Similarly, the details of each claim, the related policy, and the related claimant would need to be available. Capacity Requirements: Given that the insurance company already has a claims investigation team, the main requirements would be that a mechanism could be put in place to inform claims investigators that some claims were prioritized above others. This would also require that information about claims become available in a suitably timely manner so that the claims investigation process would not be delayed by the model.

[Member prediction] Data Requirements: This solution would not only require that a large collection of claims labeled as either fraudulent or non-fraudulent exist with all relevant details, but also that all claims and policies can be connected to an identifiable member. It would also require that any changes to a policy are recorded and available historically. Capacity Requirements: This solution first assumes that it is possible to run a process every quarter that performs an analysis of the behavior of each customer.

More challenging, there is the assumption that the company has the capacity to contact members based on this analysis and can design a way to discuss this issue with customers highlighted as likely to commit fraud without damaging the customer relationship so badly as to lose the customer. Finally, there are possibly legal restrictions associated with making this kind of contact.
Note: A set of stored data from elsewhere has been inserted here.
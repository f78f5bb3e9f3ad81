//! UploaderConfig - Config Loader output
//!
//! 描述设备连接参数与可用的操作目录。

use std::collections::BTreeMap;
use std::path::PathBuf;

use serde::{Deserialize, Serialize};
use validator::Validate;

use crate::OperationSpec;

/// 完整的上传器配置
#[derive(Debug, Clone, Serialize, Deserialize, Validate)]
pub struct UploaderConfig {
    /// 设备连接
    #[validate(nested)]
    pub device: DeviceConfig,

    /// External operation catalog (JSON or TOML map), relative to the config file
    #[serde(default, skip_serializing_if = "Option::is_none")]
    pub catalog_file: Option<PathBuf>,

    /// Operation name -> spec
    #[serde(default)]
    pub operations: BTreeMap<String, OperationSpec>,
}

/// Device management endpoint and credentials
#[derive(Clone, Serialize, Deserialize, Validate)]
pub struct DeviceConfig {
    /// Base URL (e.g. "https://ftd.example.com")
    #[serde(default)]
    #[validate(url(message = "host must be an absolute URL"))]
    pub host: String,

    #[serde(default)]
    #[validate(length(min = 1, message = "username cannot be empty"))]
    pub username: String,

    #[serde(default)]
    pub password: String,

    /// Token endpoint path
    #[serde(default = "default_token_path")]
    pub token_path: String,

    /// Verify the device TLS certificate
    #[serde(default = "default_verify_tls")]
    pub verify_tls: bool,

    /// Per-request timeout (seconds)
    #[serde(default = "default_timeout_secs")]
    #[validate(range(min = 1, max = 3600, message = "timeout_secs must be within 1..=3600"))]
    pub timeout_secs: u64,
}

fn default_token_path() -> String {
    "/api/fdm/v2/fdm/token".to_string()
}

fn default_verify_tls() -> bool {
    true
}

fn default_timeout_secs() -> u64 {
    60
}

impl std::fmt::Debug for DeviceConfig {
    fn fmt(&self, f: &mut std::fmt::Formatter<'_>) -> std::fmt::Result {
        f.debug_struct("DeviceConfig")
            .field("host", &self.host)
            .field("username", &self.username)
            .field("password", &"********")
            .field("token_path", &self.token_path)
            .field("verify_tls", &self.verify_tls)
            .field("timeout_secs", &self.timeout_secs)
            .finish()
    }
}

impl Default for DeviceConfig {
    fn default() -> Self {
        Self {
            host: String::new(),
            username: String::new(),
            password: String::new(),
            token_path: default_token_path(),
            verify_tls: default_verify_tls(),
            timeout_secs: default_timeout_secs(),
        }
    }
}
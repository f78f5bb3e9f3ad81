//! Dispatcher error types
//!
//! `Display` of every variant is the user-facing module failure message.

use contracts::{ContractError, TransportError};
use thiserror::Error;

/// Dispatcher-specific errors
#[derive(Debug, Error)]
pub enum DispatchError {
    /// No catalog entry for the operation
    #[error("Operation with specified name is not found: {operation}")]
    OperationNotFound { operation: String },

    /// Operation exists but is not an upload endpoint
    #[error(
        "Invalid upload operation: {operation}. The operation must make POST request and return UploadStatus model."
    )]
    InvalidOperationKind { operation: String },

    /// Device answered the upload with an error status
    #[error(
        "Upload request for {operation} operation failed. Status code: {code}. Server response: {response}."
    )]
    UploadRejected {
        operation: String,
        code: u16,
        response: String,
    },

    /// Upload never got a usable answer (local file, connection, bad body)
    #[error("Upload request for {operation} operation failed: {source}")]
    UploadFailed {
        operation: String,
        #[source]
        source: TransportError,
    },

    /// Catalog backend could not be queried
    #[error("Failed to look up operation {operation}: {source}")]
    Catalog {
        operation: String,
        #[source]
        source: ContractError,
    },
}

impl DispatchError {
    /// Create operation not found error
    pub fn operation_not_found(operation: impl Into<String>) -> Self {
        Self::OperationNotFound {
            operation: operation.into(),
        }
    }

    /// Create invalid operation kind error
    pub fn invalid_operation_kind(operation: impl Into<String>) -> Self {
        Self::InvalidOperationKind {
            operation: operation.into(),
        }
    }

    /// Classify a transport failure for `operation`
    pub fn from_transport(operation: impl Into<String>, err: TransportError) -> Self {
        let operation = operation.into();
        match err {
            TransportError::Server(server) => Self::UploadRejected {
                operation,
                code: server.code,
                response: server.raw,
            },
            source => Self::UploadFailed { operation, source },
        }
    }
}
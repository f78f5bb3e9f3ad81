//! Error types for module argument handling.

use thiserror::Error;

/// Module argument errors; `Display` is the module failure message
#[derive(Error, Debug)]
pub enum CliError {
    /// Arguments file could not be read
    #[error("Failed to read module arguments from {source_name}: {message}")]
    ArgsRead {
        source_name: String,
        message: String,
    },

    /// Arguments are not a JSON object
    #[error("Failed to parse module arguments: {message}")]
    ArgsParse { message: String },

    /// Required arguments missing
    #[error("missing required arguments: {}", .names.join(", "))]
    MissingRequired { names: Vec<String> },

    /// Arguments outside the module's argument spec
    #[error(
        "Unsupported parameters for ({module}) module: {}. Supported parameters include: {}.",
        .names.join(", "),
        .supported.join(", ")
    )]
    Unsupported {
        module: String,
        names: Vec<String>,
        supported: Vec<String>,
    },

    /// Value cannot be converted to the option's type
    #[error("argument '{name}' is of type {found} and we were unable to convert to {expected}")]
    InvalidType {
        name: String,
        found: String,
        expected: String,
    },
}

impl CliError {
    pub fn args_read(source_name: impl Into<String>, message: impl Into<String>) -> Self {
        Self::ArgsRead {
            source_name: source_name.into(),
            message: message.into(),
        }
    }

    pub fn args_parse(message: impl Into<String>) -> Self {
        Self::ArgsParse {
            message: message.into(),
        }
    }

    pub fn invalid_type(
        name: impl Into<String>,
        found: impl Into<String>,
        expected: impl Into<String>,
    ) -> Self {
        Self::InvalidType {
            name: name.into(),
            found: found.into(),
            expected: expected.into(),
        }
    }
}

/// Result type alias for CLI operations
pub type Result<T> = std::result::Result<T, CliError>;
[Application prediction] Data Requirements: Again, a historical collection of claims marked as fraudulent or non-fraudulent along with all relevant details would be required. It would also be necessary to be able to connect these claims back to the policies to which they belong and to the application details provided when the member first applied. It is likely that the data required for this solution would stretch back over many years as the time between making a policy application and making a claim could cover decades. Capacity Requirements: The challenge in this case would be to integrate the automated application assessment process into whatever application approval process currently exists within the company.

[Payment prediction] Data Requirements: This solution would require the full details of policies and claims as well as data on the original amount specified in a claim and the amount ultimately paid out. Capacity Requirements: Again, this solution assumes that the company has the potential to run this model in a timely fashion whenever new claims rise and also has the capacity to make offers to claimants. This assumes the existence of a customer contact center or something similar.

For the purposes of the case study, we assume that after the feasibility review, it was decided to proceed with the claim prediction solution, in which a model will be built that can predict the likelihood that an insurance claim is fraudulent.